# EXERCISE DETAILS:
Your answer is the listing, printed exactly as given.

# RECORDS FOR PROCESSING:
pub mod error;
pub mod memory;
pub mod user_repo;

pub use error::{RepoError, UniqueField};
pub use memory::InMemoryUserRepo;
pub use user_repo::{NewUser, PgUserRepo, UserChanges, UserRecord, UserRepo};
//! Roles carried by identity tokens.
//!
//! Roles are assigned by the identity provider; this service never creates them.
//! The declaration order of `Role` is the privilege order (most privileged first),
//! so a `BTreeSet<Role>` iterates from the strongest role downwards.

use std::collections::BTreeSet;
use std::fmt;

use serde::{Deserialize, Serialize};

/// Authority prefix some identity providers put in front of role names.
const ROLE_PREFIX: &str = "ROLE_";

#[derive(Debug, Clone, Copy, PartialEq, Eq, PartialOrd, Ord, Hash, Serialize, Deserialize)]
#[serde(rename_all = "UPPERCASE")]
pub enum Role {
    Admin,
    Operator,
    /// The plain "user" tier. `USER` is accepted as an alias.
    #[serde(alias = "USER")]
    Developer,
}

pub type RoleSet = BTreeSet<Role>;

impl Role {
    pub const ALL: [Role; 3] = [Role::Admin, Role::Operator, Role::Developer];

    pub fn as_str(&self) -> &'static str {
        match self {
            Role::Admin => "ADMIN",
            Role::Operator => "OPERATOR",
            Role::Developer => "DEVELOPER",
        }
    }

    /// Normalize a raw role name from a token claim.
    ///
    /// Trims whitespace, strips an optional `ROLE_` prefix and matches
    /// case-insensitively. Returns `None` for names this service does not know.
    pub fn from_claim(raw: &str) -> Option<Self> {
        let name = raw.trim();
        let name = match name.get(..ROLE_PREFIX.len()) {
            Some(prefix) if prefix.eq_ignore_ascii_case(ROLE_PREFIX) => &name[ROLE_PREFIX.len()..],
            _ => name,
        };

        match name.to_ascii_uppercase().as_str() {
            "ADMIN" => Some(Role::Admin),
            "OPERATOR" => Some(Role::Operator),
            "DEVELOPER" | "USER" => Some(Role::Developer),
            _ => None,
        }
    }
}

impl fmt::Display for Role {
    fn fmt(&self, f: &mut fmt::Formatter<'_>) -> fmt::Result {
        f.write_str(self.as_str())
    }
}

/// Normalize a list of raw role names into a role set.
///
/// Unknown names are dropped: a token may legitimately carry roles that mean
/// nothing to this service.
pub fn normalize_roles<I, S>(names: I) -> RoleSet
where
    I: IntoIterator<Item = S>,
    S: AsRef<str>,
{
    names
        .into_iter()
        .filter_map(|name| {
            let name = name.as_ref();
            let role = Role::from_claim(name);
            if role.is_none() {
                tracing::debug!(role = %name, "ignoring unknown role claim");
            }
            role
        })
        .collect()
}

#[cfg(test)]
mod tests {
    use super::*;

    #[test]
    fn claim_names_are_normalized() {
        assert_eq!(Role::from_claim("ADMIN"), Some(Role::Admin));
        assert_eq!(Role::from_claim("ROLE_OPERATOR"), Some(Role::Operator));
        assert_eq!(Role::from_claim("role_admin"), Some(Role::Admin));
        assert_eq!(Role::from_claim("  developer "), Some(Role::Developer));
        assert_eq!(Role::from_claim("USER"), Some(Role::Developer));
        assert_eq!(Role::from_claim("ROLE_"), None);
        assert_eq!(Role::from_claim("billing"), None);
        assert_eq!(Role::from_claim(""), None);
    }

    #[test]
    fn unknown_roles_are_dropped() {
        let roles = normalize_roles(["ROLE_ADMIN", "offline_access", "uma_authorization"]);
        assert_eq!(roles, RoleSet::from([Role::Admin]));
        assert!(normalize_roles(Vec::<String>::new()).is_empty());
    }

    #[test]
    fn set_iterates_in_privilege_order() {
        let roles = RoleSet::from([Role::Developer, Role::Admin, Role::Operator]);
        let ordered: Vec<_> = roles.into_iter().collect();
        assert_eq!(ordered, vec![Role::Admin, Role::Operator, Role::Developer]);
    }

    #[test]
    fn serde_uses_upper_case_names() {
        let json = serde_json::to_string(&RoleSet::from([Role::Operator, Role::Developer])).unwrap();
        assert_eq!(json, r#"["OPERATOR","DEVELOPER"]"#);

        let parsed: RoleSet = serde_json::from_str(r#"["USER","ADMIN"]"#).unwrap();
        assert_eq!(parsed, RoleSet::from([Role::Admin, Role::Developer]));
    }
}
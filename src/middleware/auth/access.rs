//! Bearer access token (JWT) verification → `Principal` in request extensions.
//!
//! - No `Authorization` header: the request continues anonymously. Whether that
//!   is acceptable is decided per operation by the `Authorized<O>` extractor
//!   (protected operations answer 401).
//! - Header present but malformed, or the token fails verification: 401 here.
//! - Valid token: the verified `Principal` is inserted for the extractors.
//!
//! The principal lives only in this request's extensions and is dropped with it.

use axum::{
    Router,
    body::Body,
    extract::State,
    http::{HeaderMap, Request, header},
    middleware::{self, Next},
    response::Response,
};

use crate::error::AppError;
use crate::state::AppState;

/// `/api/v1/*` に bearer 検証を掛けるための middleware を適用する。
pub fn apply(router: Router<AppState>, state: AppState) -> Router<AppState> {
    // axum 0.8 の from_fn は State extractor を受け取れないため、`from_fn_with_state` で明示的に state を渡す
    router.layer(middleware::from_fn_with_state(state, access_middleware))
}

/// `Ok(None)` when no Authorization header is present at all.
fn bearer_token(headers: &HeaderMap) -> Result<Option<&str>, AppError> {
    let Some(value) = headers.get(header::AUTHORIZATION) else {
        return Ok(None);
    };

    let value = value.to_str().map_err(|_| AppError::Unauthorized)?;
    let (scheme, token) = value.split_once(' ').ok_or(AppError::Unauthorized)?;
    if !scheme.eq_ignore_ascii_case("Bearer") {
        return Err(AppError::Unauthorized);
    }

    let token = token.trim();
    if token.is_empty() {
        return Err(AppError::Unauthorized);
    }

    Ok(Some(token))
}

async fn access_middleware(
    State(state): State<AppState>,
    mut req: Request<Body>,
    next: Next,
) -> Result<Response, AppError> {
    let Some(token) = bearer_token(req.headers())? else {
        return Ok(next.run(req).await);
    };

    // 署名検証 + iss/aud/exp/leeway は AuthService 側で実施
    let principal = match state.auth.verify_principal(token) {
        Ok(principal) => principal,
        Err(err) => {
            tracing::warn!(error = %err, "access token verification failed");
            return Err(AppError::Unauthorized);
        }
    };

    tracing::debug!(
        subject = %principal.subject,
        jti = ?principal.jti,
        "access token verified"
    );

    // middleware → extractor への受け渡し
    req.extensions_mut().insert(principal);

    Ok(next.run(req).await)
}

# EXERCISE RESPONSE:
pub mod error;
pub mod memory;
pub mod user_repo;

pub use error::{RepoError, UniqueField};
pub use memory::InMemoryUserRepo;
pub use user_repo::{NewUser, PgUserRepo, UserChanges, UserRecord, UserRepo};
//! Roles carried by identity tokens.
//!
//! Roles are assigned by the identity provider; this service never creates them.
//! The declaration order of `Role` is the privilege order (most privileged first),
//! so a `BTreeSet<Role>` iterates from the strongest role downwards.

use std::collections::BTreeSet;
use std::fmt;

use serde::{Deserialize, Serialize};

/// Authority prefix some identity providers put in front of role names.
const ROLE_PREFIX: &str = "ROLE_";

#[derive(Debug, Clone, Copy, PartialEq, Eq, PartialOrd, Ord, Hash, Serialize, Deserialize)]
#[serde(rename_all = "UPPERCASE")]
pub enum Role {
    Admin,
    Operator,
    /// The plain "user" tier. `USER` is accepted as an alias.
    #[serde(alias = "USER")]
    Developer,
}

pub type RoleSet = BTreeSet<Role>;

impl Role {
    pub const ALL: [Role; 3] = [Role::Admin, Role::Operator, Role::Developer];

    pub fn as_str(&self) -> &'static str {
        match self {
            Role::Admin => "ADMIN",
            Role::Operator => "OPERATOR",
            Role::Developer => "DEVELOPER",
        }
    }

    /// Normalize a raw role name from a token claim.
    ///
    /// Trims whitespace, strips an optional `ROLE_` prefix and matches
    /// case-insensitively. Returns `None` for names this service does not know.
    pub fn from_claim(raw: &str) -> Option<Self> {
        let name = raw.trim();
        let name = match name.get(..ROLE_PREFIX.len()) {
            Some(prefix) if prefix.eq_ignore_ascii_case(ROLE_PREFIX) => &name[ROLE_PREFIX.len()..],
            _ => name,
        };

        match name.to_ascii_uppercase().as_str() {
            "ADMIN" => Some(Role::Admin),
            "OPERATOR" => Some(Role::Operator),
            "DEVELOPER" | "USER" => Some(Role::Developer),
            _ => None,
        }
    }
}

impl fmt::Display for Role {
    fn fmt(&self, f: &mut fmt::Formatter<'_>) -> fmt::Result {
        f.write_str(self.as_str())
    }
}

/// Normalize a list of raw role names into a role set.
///
/// Unknown names are dropped: a token may legitimately carry roles that mean
/// nothing to this service.
pub fn normalize_roles<I, S>(names: I) -> RoleSet
where
    I: IntoIterator<Item = S>,
    S: AsRef<str>,
{
    names
        .into_iter()
        .filter_map(|name| {
            let name = name.as_ref();
            let role = Role::from_claim(name);
            if role.is_none() {
                tracing::debug!(role = %name, "ignoring unknown role claim");
            }
            role
        })
        .collect()
}

#[cfg(test)]
mod tests {
    use super::*;

    #[test]
    fn claim_names_are_normalized() {
        assert_eq!(Role::from_claim("ADMIN"), Some(Role::Admin));
        assert_eq!(Role::from_claim("ROLE_OPERATOR"), Some(Role::Operator));
        assert_eq!(Role::from_claim("role_admin"), Some(Role::Admin));
        assert_eq!(Role::from_claim("  developer "), Some(Role::Developer));
        assert_eq!(Role::from_claim("USER"), Some(Role::Developer));
        assert_eq!(Role::from_claim("ROLE_"), None);
        assert_eq!(Role::from_claim("billing"), None);
        assert_eq!(Role::from_claim(""), None);
    }

    #[test]
    fn unknown_roles_are_dropped() {
        let roles = normalize_roles(["ROLE_ADMIN", "offline_access", "uma_authorization"]);
        assert_eq!(roles, RoleSet::from([Role::Admin]));
        assert!(normalize_roles(Vec::<String>::new()).is_empty());
    }

    #[test]
    fn set_iterates_in_privilege_order() {
        let roles = RoleSet::from([Role::Developer, Role::Admin, Role::Operator]);
        let ordered: Vec<_> = roles.into_iter().collect();
        assert_eq!(ordered, vec![Role::Admin, Role::Operator, Role::Developer]);
    }

    #[test]
    fn serde_uses_upper_case_names() {
        let json = serde_json::to_string(&RoleSet::from([Role::Operator, Role::Developer])).unwrap();
        assert_eq!(json, r#"["OPERATOR","DEVELOPER"]"#);

        let parsed: RoleSet = serde_json::from_str(r#"["USER","ADMIN"]"#).unwrap();
        assert_eq!(parsed, RoleSet::from([Role::Admin, Role::Developer]));
    }
}
filename src/middleware/auth/access.rs
//! Bearer access token (JWT) verification → `Principal` in request extensions.
//!
//! - No `Authorization` header: the request continues anonymously. Whether that
//!   is acceptable is decided per operation by the `Authorized<O>` extractor
//!   (protected operations answer 401).
//! - Header present but malformed, or the token fails verification: 401 here.
//! - Valid token: the verified `Principal` is inserted for the extractors.
//!
//! The principal lives only in this request's extensions and is dropped with it.

use axum::{
    Router,
    body::Body,
    extract::State,
    http::{HeaderMap, Request, header},
    middleware::{self, Next},
    response::Response,
};

use crate::error::AppError;
use crate::state::AppState;

/// `/api/v1/*` に bearer 検証を掛けるための middleware を適用する。
pub fn apply(router: Router<AppState>, state: AppState) -> Router<AppState> {
    // axum 0.8 の from_fn は State extractor を受け取れないため、`from_fn_with_state` で明示的に state を渡す
    router.layer(middleware::from_fn_with_state(state, access_middleware))
}

/// `Ok(None)` when no Authorization header is present at all.
fn bearer_token(headers: &HeaderMap) -> Result<Option<&str>, AppError> {
    let Some(value) = headers.get(header::AUTHORIZATION) else {
        return Ok(None);
    };

    let value = value.to_str().map_err(|_| AppError::Unauthorized)?;
    let (scheme, token) = value.split_once(' ').ok_or(AppError::Unauthorized)?;
    if !scheme.eq_ignore_ascii_case("Bearer") {
        return Err(AppError::Unauthorized);
    }

    let token = token.trim();
    if token.is_empty() {
        return Err(AppError::Unauthorized);
    }

    Ok(Some(token))
}

async fn access_middleware(
    State(state): State<AppState>,
    mut req: Request<Body>,
    next: Next,
) -> Result<Response, AppError> {
    let Some(token) = bearer_token(req.headers())? else {
        return Ok(next.run(req).await);
    };

    // 署名検証 + iss/aud/exp/leeway は AuthService 側で実施
    let principal = match state.auth.verify_principal(token) {
        Ok(principal) => principal,
        Err(err) => {
            tracing::warn!(error = %err, "access token verification failed");
            return Err(AppError::Unauthorized);
        }
    };

    tracing::debug!(
        subject = %principal.subject,
        jti = ?principal.jti,
        "access token verified"
    );

    // middleware → extractor への受け渡し
    req.extensions_mut().insert(principal);

    Ok(next.run(req).await)
}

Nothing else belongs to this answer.